● TASK STATEMENT
Go through the entries below and return every line that contains "skip".

● MATERIAL PROVIDED

//! Persistence core
//!
//! Owns the consent provider, the persistence queue, one storage per feature
//! and the context snapshot store. Consent changes fan out to every storage
//! through the queue, so each write lands where the consent at call time says.

use std::sync::Arc;

use dashmap::DashMap;
use parking_lot::Mutex;
use serde_json::Value;
use tracing::{info, instrument};
use vigil_core::{Clock, ConsentProvider, ConsentState, SystemClock};
use vigil_logging::{Level, SharedLogger, Target, TracingLogger};

use crate::config::StorageConfig;
use crate::crash::{
    CrashRecoveryReader, PersistedUiContext, RecoveredCrash, RecoveredEventSink, UiContextSupplier,
};
use crate::datastore::{ContextSnapshotStore, SnapshotFileReaderWriter};
use crate::error::StorageError;
use crate::queue::PersistenceQueue;
use crate::storage::ConsentAwareStorage;

const QUEUE_NAME: &str = "persistence";

/// Sink used when the host doesn't register one
struct UnhandledCrashSink {
    logger: SharedLogger,
}

impl RecoveredEventSink for UnhandledCrashSink {
    fn emit_recovered_event(&self, crash: RecoveredCrash) {
        self.logger.log(
            Level::Warn,
            &[Target::User],
            &format!(
                "A native crash ({}) was recovered but no sink is registered to receive it",
                crash.signal_name
            ),
            None,
        );
    }
}

/// Builder for [`PersistenceCore`]
pub struct PersistenceCoreBuilder {
    config: StorageConfig,
    clock: Option<Arc<dyn Clock>>,
    logger: Option<SharedLogger>,
    initial_consent: ConsentState,
    ui_context: Option<Arc<dyn UiContextSupplier>>,
    sink: Option<Arc<dyn RecoveredEventSink>>,
}

impl PersistenceCoreBuilder {
    pub fn new(config: StorageConfig) -> Self {
        Self {
            config,
            clock: None,
            logger: None,
            initial_consent: ConsentState::default(),
            ui_context: None,
            sink: None,
        }
    }

    pub fn with_clock(mut self, clock: Arc<dyn Clock>) -> Self {
        self.clock = Some(clock);
        self
    }

    pub fn with_logger(mut self, logger: SharedLogger) -> Self {
        self.logger = Some(logger);
        self
    }

    pub fn with_initial_consent(mut self, consent: ConsentState) -> Self {
        self.initial_consent = consent;
        self
    }

    /// Source of the last view for crash recovery
    ///
    /// Defaults to the persisted `last_view_event` snapshot.
    pub fn with_ui_context_supplier(mut self, supplier: Arc<dyn UiContextSupplier>) -> Self {
        self.ui_context = Some(supplier);
        self
    }

    pub fn with_recovered_event_sink(mut self, sink: Arc<dyn RecoveredEventSink>) -> Self {
        self.sink = Some(sink);
        self
    }

    /// Start the queue, schedule crash recovery and open the snapshot store
    ///
    /// Must be called within a tokio runtime.
    #[instrument(skip(self), fields(root = %self.config.root_dir.display()))]
    pub fn start(self) -> Result<PersistenceCore, StorageError> {
        let clock: Arc<dyn Clock> = match self.clock {
            Some(clock) => clock,
            None => Arc::new(SystemClock),
        };
        let logger = self.logger.unwrap_or_else(TracingLogger::shared);
        let queue = PersistenceQueue::start(QUEUE_NAME, logger.clone())?;

        // Recovery must run before any snapshot gate touches the crash directory
        let crash_dir = self.config.crash_dir();
        let reader_writer = Arc::new(SnapshotFileReaderWriter::new(
            &self.config,
            clock.clone(),
            logger.clone(),
        ));
        let ui_context: Arc<dyn UiContextSupplier> = match self.ui_context {
            Some(ui_context) => ui_context,
            None => Arc::new(PersistedUiContext::new(&crash_dir, reader_writer.clone())),
        };
        let sink: Arc<dyn RecoveredEventSink> = match self.sink {
            Some(sink) => sink,
            None => Arc::new(UnhandledCrashSink {
                logger: logger.clone(),
            }),
        };
        Arc::new(CrashRecoveryReader::new(
            crash_dir,
            reader_writer,
            ui_context,
            sink,
            self.config.missing_view_policy,
            logger.clone(),
        ))
        .schedule(&queue);

        let snapshots = ContextSnapshotStore::new(
            &self.config,
            queue.clone(),
            clock.clone(),
            logger.clone(),
            self.initial_consent,
        );

        info!(consent = %self.initial_consent, "Persistence core started");
        Ok(PersistenceCore {
            consent: ConsentProvider::new(self.initial_consent),
            consent_lock: Mutex::new(()),
            storages: DashMap::new(),
            config: self.config,
            clock,
            logger,
            queue,
            snapshots,
        })
    }
}

pub struct PersistenceCore {
    config: StorageConfig,
    clock: Arc<dyn Clock>,
    logger: SharedLogger,
    consent: ConsentProvider,
    consent_lock: Mutex<()>,
    queue: PersistenceQueue,
    storages: DashMap<String, Arc<ConsentAwareStorage>>,
    snapshots: ContextSnapshotStore,
}

impl PersistenceCore {
    pub fn builder(config: StorageConfig) -> PersistenceCoreBuilder {
        PersistenceCoreBuilder::new(config)
    }

    pub fn config(&self) -> &StorageConfig {
        &self.config
    }

    /// Storage for `feature`, created on first registration
    pub fn register_feature(&self, feature: &str) -> Arc<ConsentAwareStorage> {
        let _consent = self.consent_lock.lock();
        self.storages
            .entry(feature.to_string())
            .or_insert_with(|| {
                ConsentAwareStorage::new(
                    feature,
                    &self.config,
                    self.queue.clone(),
                    self.clock.clone(),
                    self.logger.clone(),
                    self.consent.current(),
                )
            })
            .clone()
    }

    pub fn storage(&self, feature: &str) -> Option<Arc<ConsentAwareStorage>> {
        self.storages.get(feature).map(|s| s.clone())
    }

    pub fn features(&self) -> Vec<String> {
        self.storages.iter().map(|e| e.key().clone()).collect()
    }

    pub fn consent(&self) -> ConsentState {
        self.consent.current()
    }

    /// Change the tracking consent and migrate collected data accordingly
    #[instrument(skip(self))]
    pub fn set_tracking_consent(&self, consent: ConsentState) {
        let _consent = self.consent_lock.lock();
        let Some(transition) = self.consent.update(consent) else {
            return;
        };
        for storage in self.storages.iter() {
            storage.on_consent_changed(transition);
        }
        self.snapshots.on_consent_changed(transition);
        info!(previous = ?transition.previous, current = %transition.current, "Tracking consent changed");
    }

    pub fn snapshots(&self) -> &ContextSnapshotStore {
        &self.snapshots
    }

    pub fn update_last_view_event(&self, view: Value) -> bool {
        self.snapshots.update_last_view_event(view)
    }

    /// Queue the deletion of every batch of every feature
    pub fn clear_all_data(&self) {
        for storage in self.storages.iter() {
            storage.drop_all();
        }
    }

    /// Wait for every task queued so far
    pub async fn flush(&self) -> Result<(), StorageError> {
        self.queue.flush().await
    }

    /// Drain the queue and stop; returns false if the timeout was hit
    pub async fn shutdown(&self) -> bool {
        self.queue.shutdown(self.config.shutdown_timeout()).await
    }
}
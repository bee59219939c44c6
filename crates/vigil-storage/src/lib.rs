//! # Vigil Storage
//!
//! Local persistence for Vigil features: consent-aware batch files, context
//! snapshots and native crash recovery.
//!
//! ## Features
//!
//! - **TlvCodec**: `[type:u16][len:u32][payload]` block codec shared by every file
//! - **ConsentAwareStorage**: per-feature batch storage routed by tracking consent
//! - **ContextSnapshotStore**: latest user, network and view context, replaced atomically
//! - **CrashRecoveryReader**: turns a native crash marker into one recovered event
//! - **PersistenceQueue**: a single ordered worker for every write and migration
//! - **PersistenceCore**: the composition root tying all of the above together
//!
//! ## Directory layout
//!
//! ```text
//! {root}/{feature}_v2/                      granted batches
//! {root}/{feature}_v2_intermediary/         batches collected while consent is pending
//! {root}/crash_reports_v2/                  crash marker + granted snapshots
//! {root}/crash_reports_v2_intermediary/     snapshots collected while consent is pending
//! ```
//!
//! ## Example
//!
//! ```rust,ignore
//! use vigil_core::{ConsentState, RawBatchEvent, UserInfo};
//! use vigil_storage::{PersistenceCore, StorageConfig};
//!
//! #[tokio::main]
//! async fn main() {
//!     let core = PersistenceCore::builder(StorageConfig::new("/tmp/vigil"))
//!         .start()
//!         .unwrap();
//!
//!     let logs = core.register_feature("logs");
//!     logs.write(RawBatchEvent::from("{\"message\":\"hello\"}"), None);
//!     core.snapshots().update_user_info(UserInfo::with_id("u-42"));
//!
//!     // Pending data moves to the granted area and becomes uploadable
//!     core.set_tracking_consent(ConsentState::Granted);
//!
//!     core.shutdown().await;
//! }
//! ```

pub mod batch;
pub mod config;
pub mod consent;
pub mod crash;
pub mod datastore;
pub mod error;
pub mod fs_ext;
pub mod orchestrator;
pub mod persistence;
pub mod queue;
pub mod storage;
pub mod tlv;
pub mod writer;

// Re-exports
pub use batch::{BatchFileReaderWriter, BatchLocks};
pub use config::{
    BatchSize, CRASH_REPORTS_FEATURE, FilePersistenceConfig, MissingViewPolicy, StorageConfig,
};
pub use consent::{ConsentAwareFileOrchestrator, DataMigrator, MigrationOperation};
pub use crash::{
    CrashRecoveryReader, PersistedUiContext, RecoveredCrash, RecoveredEventSink,
    UiContextSupplier,
};
pub use datastore::{ContextSnapshotStore, SnapshotFileReaderWriter, SnapshotWriter};
pub use error::{StorageError, StorageResult};
pub use orchestrator::{BatchFileOrchestrator, FileOrchestrator, SingleFileOrchestrator};
pub use persistence::{PersistenceCore, PersistenceCoreBuilder};
pub use queue::PersistenceQueue;
pub use storage::{BatchData, BatchId, BatchWriteContext, ConsentAwareStorage};
pub use tlv::{Block, BlockType, Decoded, HEADER_SIZE, TlvCodec};
pub use writer::{DataWriter, ScheduledWriter};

● RESULT OF THE EXERCISE
    #[instrument(skip(self), fields(root = %self.config.root_dir.display()))]
    #[instrument(skip(self))]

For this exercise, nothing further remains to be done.